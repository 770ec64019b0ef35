use std::fs::File;
use std::io::Write;
use std::path::Path;

use colored::*;

use crate::core::{AssessmentReport, ScoreResult};

#[derive(Debug, Clone, Copy, PartialEq, Eq)]
pub enum OutputFormat {
    Json,
    Markdown,
    Terminal,
}

/// Persists the results of one invocation. Writing happens only after
/// aggregation has succeeded, so a sink never sees a partial report.
pub trait ResultSink {
    fn write_report(&mut self, report: &AssessmentReport) -> anyhow::Result<()>;
}

pub struct JsonWriter<W: Write> {
    writer: W,
}

impl<W: Write> JsonWriter<W> {
    pub fn new(writer: W) -> Self {
        Self { writer }
    }
}

impl<W: Write> ResultSink for JsonWriter<W> {
    fn write_report(&mut self, report: &AssessmentReport) -> anyhow::Result<()> {
        let json = serde_json::to_string_pretty(report)?;
        self.writer.write_all(json.as_bytes())?;
        writeln!(self.writer)?;
        Ok(())
    }
}

pub struct MarkdownWriter<W: Write> {
    writer: W,
}

impl<W: Write> MarkdownWriter<W> {
    pub fn new(writer: W) -> Self {
        Self { writer }
    }
}

impl<W: Write> ResultSink for MarkdownWriter<W> {
    fn write_report(&mut self, report: &AssessmentReport) -> anyhow::Result<()> {
        self.write_header(report)?;
        self.write_assessment(report)?;
        self.write_resources(report)?;
        Ok(())
    }
}

impl<W: Write> MarkdownWriter<W> {
    fn write_header(&mut self, report: &AssessmentReport) -> anyhow::Result<()> {
        writeln!(self.writer, "# Resiliency Assessment Report")?;
        writeln!(self.writer)?;
        writeln!(
            self.writer,
            "Generated: {}",
            report.generated.format("%Y-%m-%d %H:%M:%S UTC")
        )?;
        writeln!(self.writer)?;
        Ok(())
    }

    fn write_assessment(&mut self, report: &AssessmentReport) -> anyhow::Result<()> {
        writeln!(self.writer, "## Assessment")?;
        writeln!(self.writer)?;
        writeln!(self.writer, "| Field | Value |")?;
        writeln!(self.writer, "|-------|-------|")?;
        writeln!(
            self.writer,
            "| Assessment | {} |",
            report.assessment.assessment_id
        )?;
        writeln!(self.writer, "| Workflow | {} |", report.scope.workflow_id)?;
        writeln!(self.writer, "| Area | {} |", report.assessment.area_id)?;
        writeln!(
            self.writer,
            "| Service type | {} |",
            report.assessment.service_type_id
        )?;
        writeln!(
            self.writer,
            "| Resource type | {} |",
            report.assessment.resource_type_id
        )?;
        writeln!(
            self.writer,
            "| Resources scored | {} |",
            report.resources.len()
        )?;
        writeln!(
            self.writer,
            "| Average score | {} |",
            report.assessment.average_percentage
        )?;
        writeln!(self.writer)?;
        Ok(())
    }

    fn write_resources(&mut self, report: &AssessmentReport) -> anyhow::Result<()> {
        if report.resources.is_empty() {
            return Ok(());
        }

        writeln!(self.writer, "## Resources")?;
        writeln!(self.writer)?;
        writeln!(self.writer, "| Resource | Raw score | Score | Notes |")?;
        writeln!(self.writer, "|----------|-----------|-------|-------|")?;
        for result in &report.resources {
            writeln!(
                self.writer,
                "| {} | {} | {} | {} |",
                result.resource_id,
                result.raw_score,
                result.score_percentage,
                resource_notes(result)
            )?;
        }
        writeln!(self.writer)?;
        Ok(())
    }
}

fn resource_notes(result: &ScoreResult) -> String {
    if result.unmapped_criteria.is_empty() {
        "-".to_string()
    } else {
        format!("unmapped: {}", result.unmapped_criteria.join(", "))
    }
}

pub struct TerminalWriter;

impl Default for TerminalWriter {
    fn default() -> Self {
        Self::new()
    }
}

impl TerminalWriter {
    pub fn new() -> Self {
        Self
    }
}

impl ResultSink for TerminalWriter {
    fn write_report(&mut self, report: &AssessmentReport) -> anyhow::Result<()> {
        print_header(report);
        print_assessment(report);
        print_resources(report);
        Ok(())
    }
}

fn print_header(report: &AssessmentReport) {
    println!("{}", "Resiliency Assessment Report".bold().blue());
    println!("{}", "============================".blue());
    println!(
        "Generated: {}",
        report.generated.format("%Y-%m-%d %H:%M:%S UTC")
    );
    println!();
}

fn print_assessment(report: &AssessmentReport) {
    println!("Summary:");
    println!("  Assessment: {}", report.assessment.assessment_id);
    println!("  Workflow: {}", report.scope.workflow_id);
    println!(
        "  Scope: {} / {} / {}",
        report.assessment.area_id,
        report.assessment.service_type_id,
        report.assessment.resource_type_id
    );
    println!("  Resources scored: {}", report.resources.len());
    println!(
        "  Average score: {}",
        percentage_display(report.assessment.average_percentage.value())
    );
    println!();
}

fn print_resources(report: &AssessmentReport) {
    if report.resources.is_empty() {
        return;
    }

    println!("Resources:");
    for result in &report.resources {
        println!(
            "  {} - raw {}, score {}",
            result.resource_id,
            result.raw_score,
            percentage_display(result.score_percentage.value())
        );
        if !result.unmapped_criteria.is_empty() {
            println!(
                "    {} unmapped: {}",
                "!".yellow(),
                result.unmapped_criteria.join(", ")
            );
        }
    }
    println!();
}

fn percentage_display(value: f64) -> ColoredString {
    let text = format!("{value:.4}");
    match value {
        v if v >= 0.8 => text.green(),
        v if v >= 0.5 => text.yellow(),
        _ => text.red(),
    }
}

/// Select a sink for the requested format and destination.
///
/// The terminal writer always prints to stdout; the JSON and Markdown
/// writers target the output file when one is given.
pub fn create_sink(format: OutputFormat, output: Option<&Path>) -> anyhow::Result<Box<dyn ResultSink>> {
    match (format, output) {
        (OutputFormat::Json, None) => Ok(Box::new(JsonWriter::new(std::io::stdout()))),
        (OutputFormat::Json, Some(path)) => Ok(Box::new(JsonWriter::new(File::create(path)?))),
        (OutputFormat::Markdown, None) => Ok(Box::new(MarkdownWriter::new(std::io::stdout()))),
        (OutputFormat::Markdown, Some(path)) => {
            Ok(Box::new(MarkdownWriter::new(File::create(path)?)))
        }
        (OutputFormat::Terminal, output) => {
            if output.is_some() {
                log::warn!("terminal format always writes to stdout; ignoring output path");
            }
            Ok(Box::new(TerminalWriter::new()))
        }
    }
}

□ □ □ □ □ □ □

→ **WORK ORDER**: Using the records above, output exactly the lines from the first through the line that contains "self.writer.write_all(json.as_bytes())?;", with both of those included.

→ **RESPONSE**:
repository 770ec64019b0ef35
use std::fs::File;
use std::io::Write;
use std::path::Path;

use colored::*;

use crate::core::{AssessmentReport, ScoreResult};

#[derive(Debug, Clone, Copy, PartialEq, Eq)]
pub enum OutputFormat {
    Json,
    Markdown,
    Terminal,
}

/// Persists the results of one invocation. Writing happens only after
/// aggregation has succeeded, so a sink never sees a partial report.
pub trait ResultSink {
    fn write_report(&mut self, report: &AssessmentReport) -> anyhow::Result<()>;
}

pub struct JsonWriter<W: Write> {
    writer: W,
}

impl<W: Write> JsonWriter<W> {
    pub fn new(writer: W) -> Self {
        Self { writer }
    }
}

impl<W: Write> ResultSink for JsonWriter<W> {
    fn write_report(&mut self, report: &AssessmentReport) -> anyhow::Result<()> {
        let json = serde_json::to_string_pretty(report)?;
        self.writer.write_all(json.as_bytes())?;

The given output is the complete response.